Expanding on Christian Gibbons' answer a bit...
In C, string literals, like "Hello, World!"
, are stored in arrays of char
such that they are visible over the lifetime of the program. String literals are supposed to be immutable, and some implementations will store them in a read-only memory segment (such that attempting to modify the literal's contents will trigger a runtime error). Some implementations don't, and attempting to modify the literal's contents may not trigger a runtime error (it may even appear to work as intended).

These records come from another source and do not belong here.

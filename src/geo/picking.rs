//! Precomputed dot layers and hover picking.

use super::{
    compute_clusters_with_grid, compute_individuals, MapCluster, MapIndividual, MapProjection,
};
use crate::data::ContributorLocation;
use glam::DVec2;

/// Which dot layer is in front.
#[derive(Debug, Default, Clone, Copy, PartialEq, Eq)]
pub enum DotLayer {
    #[default]
    Clusters,
    Individuals,
}

impl DotLayer {
    pub fn label(&self) -> &'static str {
        match self {
            DotLayer::Clusters => "Clusters",
            DotLayer::Individuals => "Individuals",
        }
    }
}

/// A dot under the pointer.
#[derive(Debug, Clone, Copy, PartialEq, Eq)]
pub enum DotHit {
    Cluster(usize),
    Individual(usize),
}

/// Both dot layers, projected once for the loaded contributors.
///
/// The layers only depend on the contributor list, the calibration and the
/// grid size, so they are rebuilt only when one of those changes, never on
/// pan or zoom.
#[derive(Debug, Clone, Default)]
pub struct DotLayers {
    pub clusters: Vec<MapCluster>,
    /// Map-space centroid of each cluster
    pub cluster_positions: Vec<DVec2>,
    pub individuals: Vec<MapIndividual>,
}

impl DotLayers {
    pub fn build(
        contributors: &[ContributorLocation],
        projection: &MapProjection,
        grid_deg: f64,
    ) -> Self {
        let clusters = compute_clusters_with_grid(contributors, grid_deg);
        let cluster_positions = clusters.iter().map(|c| c.position(projection)).collect();
        let individuals = compute_individuals(contributors, projection);

        log::debug!(
            "Built dot layers: {} clusters, {} individuals",
            clusters.len(),
            individuals.len()
        );

        Self {
            clusters,
            cluster_positions,
            individuals,
        }
    }

    /// Finds the dot of `layer` under a map-space point.
    ///
    /// Dot radii are divided by `zoom` to match how they are drawn. When dots
    /// overlap, the one drawn last (topmost) wins.
    pub fn pick(&self, layer: DotLayer, point: DVec2, zoom: f64) -> Option<DotHit> {
        let scale = 1.0 / zoom.max(f64::EPSILON);
        match layer {
            DotLayer::Clusters => self
                .clusters
                .iter()
                .zip(&self.cluster_positions)
                .rposition(|(cluster, pos)| pos.distance(point) <= cluster.radius() * scale)
                .map(DotHit::Cluster),
            DotLayer::Individuals => self
                .individuals
                .iter()
                .rposition(|ind| ind.position.distance(point) <= ind.radius * scale)
                .map(DotHit::Individual),
        }
    }

    /// Tooltip text for a picked dot.
    pub fn tooltip(&self, hit: DotHit) -> Option<String> {
        match hit {
            DotHit::Cluster(i) => self.clusters.get(i).map(|c| {
                format!(
                    "{}\n{}\n{} contributors • {} contributions",
                    c.country,
                    c.names_label(),
                    c.member_count,
                    c.total_contributions
                )
            }),
            DotHit::Individual(i) => self.individuals.get(i).map(|ind| {
                format!(
                    "{}\n@{}\n{}\n{} contributions",
                    ind.name,
                    ind.login,
                    ind.location_label(),
                    ind.contributions
                )
            }),
        }
    }
}
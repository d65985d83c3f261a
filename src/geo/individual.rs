//! Individual contributor dots for the zoomed-in map.
//!
//! Contributors whose coordinates are exactly equal (typically geocoded to
//! the same city centre) would draw on top of each other. Each such group is
//! spread out on a golden-angle spiral around the shared point.

use super::MapProjection;
use crate::data::ContributorLocation;
use glam::DVec2;
use std::collections::HashMap;

/// The golden angle, `π(3 − √5)` ≈ 137.5°.
pub fn golden_angle() -> f64 {
    std::f64::consts::PI * (3.0 - 5.0_f64.sqrt())
}

/// Spiral spacing as a fraction of the dot radius.
const SPIRAL_SPACING: f64 = 0.13;

/// A single contributor positioned in map units.
#[derive(Debug, Clone, PartialEq)]
pub struct MapIndividual {
    /// Index of the contributor in the input slice
    #[allow(dead_code)]
    pub index: usize,
    pub login: String,
    pub name: String,
    pub location: String,
    pub country: String,
    pub contributions: u64,
    /// Projected position including the spiral offset
    pub position: DVec2,
    /// Dot radius in base map units
    pub radius: f64,
}

impl MapIndividual {
    pub fn glow_radius(&self) -> f64 {
        self.radius + 3.0
    }

    /// Location line for tooltips: the profile location, else the country.
    pub fn location_label(&self) -> &str {
        if self.location.is_empty() {
            &self.country
        } else {
            &self.location
        }
    }
}

/// Dot radius for a contribution count: `min(4 + 1.5·ln(n + 1), 10)`.
pub fn dot_radius(contributions: u64) -> f64 {
    (4.0 + (contributions as f64 + 1.0).ln() * 1.5).min(10.0)
}

/// Offset of the `index`-th member of a group sharing one coordinate.
///
/// `index` 0 sits on the shared point; later members move outwards with
/// radius `spacing·√index` at successive golden-angle turns.
pub fn spiral_offset(index: usize, spacing: f64) -> DVec2 {
    let angle = index as f64 * golden_angle();
    let r = spacing * (index as f64).sqrt();
    DVec2::new(r * angle.cos(), r * angle.sin())
}

/// Positions every geocoded contributor, in input order.
///
/// Within a group of identical coordinates, members are numbered in input
/// order; a group of one gets no offset.
pub fn compute_individuals(
    contributors: &[ContributorLocation],
    projection: &MapProjection,
) -> Vec<MapIndividual> {
    let key = |c: &ContributorLocation| {
        c.coordinates
            .map(|coords| (coords.lat.to_bits(), coords.lng.to_bits()))
    };

    let mut group_sizes: HashMap<(u64, u64), usize> = HashMap::new();
    for k in contributors.iter().filter_map(key) {
        *group_sizes.entry(k).or_insert(0) += 1;
    }

    let mut next_index: HashMap<(u64, u64), usize> = HashMap::new();
    let mut individuals = Vec::with_capacity(contributors.len());

    for (i, contributor) in contributors.iter().enumerate() {
        let (Some(coords), Some(k)) = (contributor.coordinates, key(contributor)) else {
            continue;
        };

        let contributions = contributor.contributions();
        let radius = dot_radius(contributions);
        let mut position = projection.project(coords.lat, coords.lng);

        if group_sizes.get(&k).copied().unwrap_or(1) > 1 {
            let slot = next_index.entry(k).or_insert(0);
            position += spiral_offset(*slot, radius * SPIRAL_SPACING);
            *slot += 1;
        }

        individuals.push(MapIndividual {
            index: i,
            login: contributor.login.clone(),
            name: contributor.display_name().to_string(),
            location: contributor.location.clone().unwrap_or_default(),
            country: contributor.country.clone().unwrap_or_default(),
            contributions,
            position,
            radius,
        });
    }

    individuals
}
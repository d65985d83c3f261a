#![warn(clippy::all)]

//! Community Map - an interactive world map of a project's contributors.
//!
//! Contributors are drawn as clustered dots when zoomed out and as
//! individual dots when zoomed in. The map pans and zooms with the mouse,
//! the scroll wheel or touch gestures, natively and in the browser.

mod data;
mod geo;
mod state;
mod ui;

use eframe::egui;
use state::{url_state, AppState, MapSettings};
use std::time::Duration;
use web_time::Instant;

/// Minimum time between URL updates.
const URL_PUSH_INTERVAL: Duration = Duration::from_secs(1);

// Native entry point
#[cfg(not(target_arch = "wasm32"))]
fn main() -> eframe::Result<()> {
    env_logger::init();

    let native_options = eframe::NativeOptions::default();

    eframe::run_native(
        "Community Map",
        native_options,
        Box::new(|cc| Ok(Box::new(CommunityMapApp::new(cc)))),
    )
}

// WASM entry point - main is not called on wasm32
#[cfg(target_arch = "wasm32")]
fn main() {}

/// Entry point for the WASM application.
#[cfg(target_arch = "wasm32")]
#[wasm_bindgen::prelude::wasm_bindgen(start)]
pub async fn start() {
    use eframe::wasm_bindgen::JsCast as _;

    // Redirect `log` messages to `console.log`:
    eframe::WebLogger::init(log::LevelFilter::Debug).ok();

    let web_options = eframe::WebOptions::default();

    wasm_bindgen_futures::spawn_local(async {
        let Some(document) = web_sys::window().and_then(|w| w.document()) else {
            log::error!("No document; cannot start the map");
            return;
        };

        let canvas = match document
            .get_element_by_id("app_canvas")
            .map(|el| el.dyn_into::<web_sys::HtmlCanvasElement>())
        {
            Some(Ok(canvas)) => canvas,
            _ => {
                log::error!("app_canvas is missing or not a HtmlCanvasElement");
                return;
            }
        };

        let start_result = eframe::WebRunner::new()
            .start(
                canvas,
                web_options,
                Box::new(|cc| Ok(Box::new(CommunityMapApp::new(cc)))),
            )
            .await;

        // Remove the loading text once the app has loaded:
        if let Some(loading_text) = document.get_element_by_id("loading_text") {
            match start_result {
                Ok(_) => {
                    loading_text.remove();
                }
                Err(e) => {
                    loading_text.set_inner_html(
                        "<p>The map failed to start. See the developer console for details.</p>",
                    );
                    log::error!("Failed to start eframe: {e:?}");
                }
            }
        }
    });
}

/// Main application state and logic.
pub struct CommunityMapApp {
    /// Application state containing all sub-states
    state: AppState,

    /// Monotonic instant of last URL push (for throttling to ~1/sec).
    last_url_push: Instant,

    /// View last written to the URL, to skip redundant pushes
    last_pushed_view: Option<(f64, f64, f64)>,
}

impl CommunityMapApp {
    pub fn new(cc: &eframe::CreationContext<'_>) -> Self {
        cc.egui_ctx.set_visuals(egui::Visuals::dark());

        let settings = MapSettings::load();
        let contributors = data::load_startup_contributors();
        let mut state = AppState::new(settings, contributors);

        // Restore a shared view from the URL
        let params = url_state::parse_from_url();
        if let Some((lat, lng, zoom)) = params.view() {
            log::info!("Restoring view from URL: {:.4}, {:.4} @ {:.2}", lat, lng, zoom);
            state.focus_on(lat, lng, zoom);
        }

        log::info!(
            "Community map ready: {} contributors, {} on the map, {} countries, {} clusters",
            state.contributors.len(),
            state.geocoded_count(),
            state.country_stats.len(),
            state.layers.clusters.len()
        );

        Self {
            state,
            last_url_push: Instant::now(),
            last_pushed_view: None,
        }
    }

    /// Writes the current view to the URL at most once per second.
    fn push_url_state(&mut self) {
        let throttled = self.last_url_push.elapsed() < URL_PUSH_INTERVAL;
        if self.state.viewport.is_interacting() || throttled {
            return;
        }

        let center = self.state.view_center();
        let view = (center.y, center.x, self.state.viewport.current_zoom());
        if self.last_pushed_view != Some(view) {
            url_state::push_to_url(view.0, view.1, view.2);
            self.last_pushed_view = Some(view);
        }
        self.last_url_push = Instant::now();
    }
}

impl eframe::App for CommunityMapApp {
    fn update(&mut self, ctx: &egui::Context, _frame: &mut eframe::Frame) {
        ui::render_top_bar(ctx, &mut self.state);
        ui::render_right_panel(ctx, &mut self.state);
        ui::render_canvas(ctx, &mut self.state);

        self.push_url_state();
    }
}
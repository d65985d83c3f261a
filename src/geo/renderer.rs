//! Map rendering.
//!
//! Draws the map frame, land, graticule and both dot layers to the egui canvas.

use super::{DotHit, DotLayers, LandShape, MapProjection};
use eframe::egui::{self, Color32, FontId, Painter, Pos2, Rect, Stroke};
use glam::DVec2;

/// Dot fill colour.
pub const DOT_COLOR: Color32 = Color32::from_rgb(23, 193, 255);
/// Hovered dot colour.
pub const HIGHLIGHT_COLOR: Color32 = Color32::from_rgb(251, 191, 36);

const OCEAN_COLOR: Color32 = Color32::from_rgb(14, 22, 38);
const FRAME_COLOR: Color32 = Color32::from_rgb(71, 85, 105);
const LAND_COLOR: Color32 = Color32::from_rgb(30, 42, 60);
const COAST_COLOR: Color32 = Color32::from_rgb(58, 76, 100);
const GRATICULE_COLOR: Color32 = Color32::from_rgba_premultiplied(40, 52, 70, 120);
const EQUATOR_COLOR: Color32 = Color32::from_rgba_premultiplied(60, 80, 105, 160);
const LABEL_COLOR: Color32 = Color32::from_rgb(120, 140, 165);

/// Graticule spacing in degrees.
const GRATICULE_STEP_DEG: f64 = 30.0;

/// Maps the current view box onto a screen rectangle.
#[derive(Debug, Clone, Copy)]
pub struct ScreenMapping {
    view_origin: DVec2,
    units_per_pixel: DVec2,
    screen_min: DVec2,
    /// Screen pixels per map unit at zoom 1
    base_scale: f64,
}

impl ScreenMapping {
    pub fn new(view_origin: DVec2, view_size: DVec2, full_width: f64, screen: Rect) -> Self {
        let screen_size = DVec2::new(f64::from(screen.width()), f64::from(screen.height()));
        Self {
            view_origin,
            units_per_pixel: view_size / screen_size,
            screen_min: DVec2::new(f64::from(screen.min.x), f64::from(screen.min.y)),
            base_scale: screen_size.x / full_width,
        }
    }

    pub fn to_screen(&self, point: DVec2) -> Pos2 {
        let pos = self.screen_min + (point - self.view_origin) / self.units_per_pixel;
        Pos2::new(pos.x as f32, pos.y as f32)
    }

    /// Screen size of a dot radius given in base map units.
    ///
    /// Dots are drawn at `radius / zoom` map units, so on screen they keep
    /// the same size at every zoom level.
    pub fn dot_radius(&self, radius: f64) -> f32 {
        (radius * self.base_scale) as f32
    }
}

/// Fills the ocean and outlines the map extent.
pub fn render_map_frame(painter: &Painter, mapping: &ScreenMapping, projection: &MapProjection) {
    let size = projection.calibration().size();
    let rect = Rect::from_two_pos(mapping.to_screen(DVec2::ZERO), mapping.to_screen(size));
    painter.rect_filled(rect, 0.0, OCEAN_COLOR);
    painter.rect_stroke(rect, 0.0, Stroke::new(1.0, FRAME_COLOR), egui::StrokeKind::Inside);
}

/// Fills the land masses and traces their coastlines.
pub fn render_land(painter: &Painter, mapping: &ScreenMapping, land: &[LandShape]) {
    let clip = painter.clip_rect();
    let stroke = Stroke::new(0.8, COAST_COLOR);

    for shape in land {
        let bounds = Rect::from_two_pos(mapping.to_screen(shape.min), mapping.to_screen(shape.max));
        if !clip.intersects(bounds) {
            continue;
        }

        let mut mesh = egui::Mesh::default();
        for vertex in shape.vertices() {
            mesh.colored_vertex(mapping.to_screen(vertex), LAND_COLOR);
        }
        for corners in shape.triangles.chunks_exact(3) {
            mesh.add_triangle(corners[0], corners[1], corners[2]);
        }
        painter.add(egui::Shape::mesh(mesh));

        for ring in &shape.rings {
            let points: Vec<Pos2> = ring.iter().map(|p| mapping.to_screen(*p)).collect();
            for (i, &p1) in points.iter().enumerate() {
                let p2 = points[(i + 1) % points.len()];
                // Skip sub-pixel segments
                if p1.distance_sq(p2) > 0.5 {
                    painter.line_segment([p1, p2], stroke);
                }
            }
        }
    }
}

/// Draws meridians and parallels every 30° inside the calibrated extent.
pub fn render_graticule(painter: &Painter, mapping: &ScreenMapping, projection: &MapProjection) {
    let cal = projection.calibration();
    let font = FontId::proportional(10.0);

    let mut lng = (cal.min_lng / GRATICULE_STEP_DEG).ceil() * GRATICULE_STEP_DEG;
    while lng <= cal.max_lng {
        let top = mapping.to_screen(projection.project(cal.max_lat, lng));
        let bottom = mapping.to_screen(projection.project(cal.min_lat, lng));
        painter.line_segment([top, bottom], Stroke::new(0.5, GRATICULE_COLOR));
        painter.text(
            bottom + egui::vec2(2.0, -2.0),
            egui::Align2::LEFT_BOTTOM,
            format!("{}°", wrap_longitude(lng)),
            font.clone(),
            LABEL_COLOR,
        );
        lng += GRATICULE_STEP_DEG;
    }

    let mut lat = (cal.min_lat / GRATICULE_STEP_DEG).ceil() * GRATICULE_STEP_DEG;
    while lat <= cal.max_lat {
        let left = mapping.to_screen(projection.project(lat, cal.min_lng));
        let right = mapping.to_screen(projection.project(lat, cal.max_lng));
        let stroke = if lat == 0.0 {
            Stroke::new(1.0, EQUATOR_COLOR)
        } else {
            Stroke::new(0.5, GRATICULE_COLOR)
        };
        painter.line_segment([left, right], stroke);
        painter.text(
            left + egui::vec2(2.0, -2.0),
            egui::Align2::LEFT_BOTTOM,
            format!("{}°", lat),
            font.clone(),
            LABEL_COLOR,
        );
        lat += GRATICULE_STEP_DEG;
    }
}

/// Longitudes past the antimeridian are labelled in [-180, 180].
fn wrap_longitude(lng: f64) -> f64 {
    if lng > 180.0 {
        lng - 360.0
    } else {
        lng
    }
}

fn dot_colors(highlighted: bool, opacity: f32) -> (Color32, Color32) {
    let base = if highlighted { HIGHLIGHT_COLOR } else { DOT_COLOR };
    let fill = base.gamma_multiply(0.85 * opacity);
    let glow = base.gamma_multiply(0.18 * opacity);
    (fill, glow)
}

/// Draws the cluster layer at `opacity`.
pub fn render_clusters(
    painter: &Painter,
    mapping: &ScreenMapping,
    layers: &DotLayers,
    opacity: f32,
    hovered: Option<DotHit>,
) {
    if opacity <= 0.0 {
        return;
    }
    let clip = painter.clip_rect();

    for (i, (cluster, pos)) in layers.clusters.iter().zip(&layers.cluster_positions).enumerate() {
        let center = mapping.to_screen(*pos);
        let glow_radius = mapping.dot_radius(cluster.glow_radius());
        if !clip.expand(glow_radius).contains(center) {
            continue;
        }

        let highlighted = hovered == Some(DotHit::Cluster(i));
        let (fill, glow) = dot_colors(highlighted, opacity);
        painter.circle_filled(center, glow_radius, glow);
        painter.circle(
            center,
            mapping.dot_radius(cluster.radius()),
            fill,
            Stroke::new(1.0, Color32::WHITE.gamma_multiply(0.35 * opacity)),
        );

        if cluster.member_count > 1 {
            painter.text(
                center,
                egui::Align2::CENTER_CENTER,
                cluster.member_count.to_string(),
                FontId::proportional(10.0),
                Color32::from_rgb(10, 20, 35).gamma_multiply(opacity),
            );
        }
    }
}

/// Draws the individual layer at `opacity`.
pub fn render_individuals(
    painter: &Painter,
    mapping: &ScreenMapping,
    layers: &DotLayers,
    opacity: f32,
    hovered: Option<DotHit>,
) {
    if opacity <= 0.0 {
        return;
    }
    let clip = painter.clip_rect();

    for (i, individual) in layers.individuals.iter().enumerate() {
        let center = mapping.to_screen(individual.position);
        let glow_radius = mapping.dot_radius(individual.glow_radius());
        if !clip.expand(glow_radius).contains(center) {
            continue;
        }

        let highlighted = hovered == Some(DotHit::Individual(i));
        let (fill, glow) = dot_colors(highlighted, opacity);
        painter.circle_filled(center, glow_radius, glow);
        painter.circle_filled(center, mapping.dot_radius(individual.radius), fill);
    }
}
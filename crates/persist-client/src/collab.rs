//! Contracts of the external collaborators the session controller drives.
//!
//! The controller does not know the IPC wire format, the storage engine
//! layout or the plugin ABI. It talks to them through these traits, which
//! are selected at startup and bundled in [`Collaborators`].

use std::path::Path;
use std::sync::Arc;

use tokio::sync::mpsc;

use crate::CollaboratorResult;
use crate::command::ShutdownScope;
use crate::negotiation::ShutdownMode;

/// Request issued by the administration service.
#[derive(Debug, Clone, Copy, PartialEq, Eq)]
pub enum AdminAction {
    /// Block storage access and write back all cached data
    Block,
    /// Write back cached data without blocking access
    WriteBack,
    /// Re-open storage access
    Unblock,
}

/// Event arriving from an external service over the IPC session.
#[derive(Debug, Clone, Copy, PartialEq, Eq)]
pub enum IpcEvent {
    /// The lifecycle-management service asks for shutdown preparation.
    LifecycleShutdown {
        /// Identifier to echo in the completion reply
        request_id: u32,
        /// Requested shutdown scope
        scope: ShutdownScope,
    },
    /// The administration service issued a request.
    Admin {
        /// Identifier to echo in the completion reply
        request_id: u32,
        /// Requested action
        action: AdminAction,
    },
}

/// Live IPC session with the lifecycle and administration services.
///
/// Owned by the event-loop thread; no other thread touches it.
pub trait IpcSession: Send {
    /// Register for lifecycle shutdown notifications.
    fn register_lifecycle(&mut self, mode: ShutdownMode) -> CollaboratorResult<()>;

    /// Unregister from lifecycle shutdown notifications.
    fn unregister_lifecycle(&mut self, mode: ShutdownMode) -> CollaboratorResult<()>;

    /// Register with the administration service.
    fn register_admin(&mut self) -> CollaboratorResult<()>;

    /// Unregister from the administration service.
    fn unregister_admin(&mut self) -> CollaboratorResult<()>;

    /// Report completion of a lifecycle shutdown request.
    fn complete_lifecycle(&mut self, request_id: u32, ok: bool) -> CollaboratorResult<()>;

    /// Report completion of an administration request.
    fn complete_admin(&mut self, request_id: u32, ok: bool) -> CollaboratorResult<()>;

    /// Close the session. Called once when the event loop exits.
    fn close(&mut self);
}

/// An opened IPC session plus its incoming event stream.
pub struct IpcLink {
    /// Session handle
    pub session: Box<dyn IpcSession>,
    /// External events; a closed stream is treated as "no more events"
    pub events: mpsc::UnboundedReceiver<IpcEvent>,
}

impl std::fmt::Debug for IpcLink {
    fn fmt(&self, f: &mut std::fmt::Formatter<'_>) -> std::fmt::Result {
        f.debug_struct("IpcLink").finish_non_exhaustive()
    }
}

/// Opens IPC sessions. Called from the event-loop thread.
pub trait IpcConnector: Send + Sync {
    /// Open a session for the given application identity.
    fn connect(&self, app: &str) -> CollaboratorResult<IpcLink>;
}

/// Storage engine structures the controller sets up and releases.
pub trait StorageBackend: Send + Sync {
    /// Prepare the key handle registry.
    fn init_handle_registry(&self);

    /// Release the key and file handle trees.
    fn release_handle_trees(&self);

    /// Release the backup tree.
    fn release_backup_tree(&self);

    /// Release the change notification tree.
    fn release_notification_tree(&self);

    /// Block new storage operations (the pending-access gate).
    fn acquire_access_gate(&self);

    /// Let storage operations proceed again.
    fn release_access_gate(&self);

    /// Quiesce storage for a shutdown of the given scope.
    ///
    /// Called on the event-loop thread with the access gate held.
    fn prepare_shutdown(&self, scope: ShutdownScope) -> CollaboratorResult<()>;

    /// Write back cached data.
    fn flush(&self) -> CollaboratorResult<()>;
}

/// Completion callback handed to the plugin loader for plugins that
/// initialize asynchronously.
pub type AsyncInitCallback = Arc<dyn Fn(i32) + Send + Sync>;

/// Loads the storage backend plugins.
pub trait PluginLoader: Send + Sync {
    /// Load all configured plugins.
    fn load_plugins(&self, on_async_init: AsyncInitCallback) -> CollaboratorResult<()>;
}

/// Loads the list of files excluded from backup creation.
pub trait BlacklistLoader: Send + Sync {
    /// Parse the blacklist file at `path`.
    fn load_blacklist(&self, path: &Path) -> CollaboratorResult<()>;
}

/// Optional file cache layer.
pub trait FileCache: Send + Sync {
    /// Initialize the cache for an application.
    fn init_cache(&self, app: &str) -> CollaboratorResult<()>;

    /// Tear the cache down.
    fn deinit_cache(&self) -> CollaboratorResult<()>;
}

/// The collaborators a session is built from.
#[derive(Clone)]
pub struct Collaborators {
    /// IPC session factory
    pub ipc: Arc<dyn IpcConnector>,
    /// Storage engine structures
    pub storage: Arc<dyn StorageBackend>,
    /// Plugin loader
    pub plugins: Arc<dyn PluginLoader>,
    /// Backup blacklist loader
    pub blacklist: Arc<dyn BlacklistLoader>,
    /// File cache, used when enabled in the configuration
    pub file_cache: Option<Arc<dyn FileCache>>,
}

impl std::fmt::Debug for Collaborators {
    fn fmt(&self, f: &mut std::fmt::Formatter<'_>) -> std::fmt::Result {
        f.debug_struct("Collaborators")
            .field("file_cache", &self.file_cache.is_some())
            .finish_non_exhaustive()
    }
}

The C language definition leaves the behavior "undefined" so that the compiler is free to handle the situation however it sees fit.
In C++, string literals are stored in arrays of const char
, so that any attempt to modify the literal's contents will trigger a diagnostic at compile time.
As Christian points out, the const
keyword was not originally a part of C. It was, however, originally part of C++, and it makes using string literals a little safer.
Remember that the const
keyword does not mean "store this in read-only memory", it only means "this thing may not be the target of an assignment."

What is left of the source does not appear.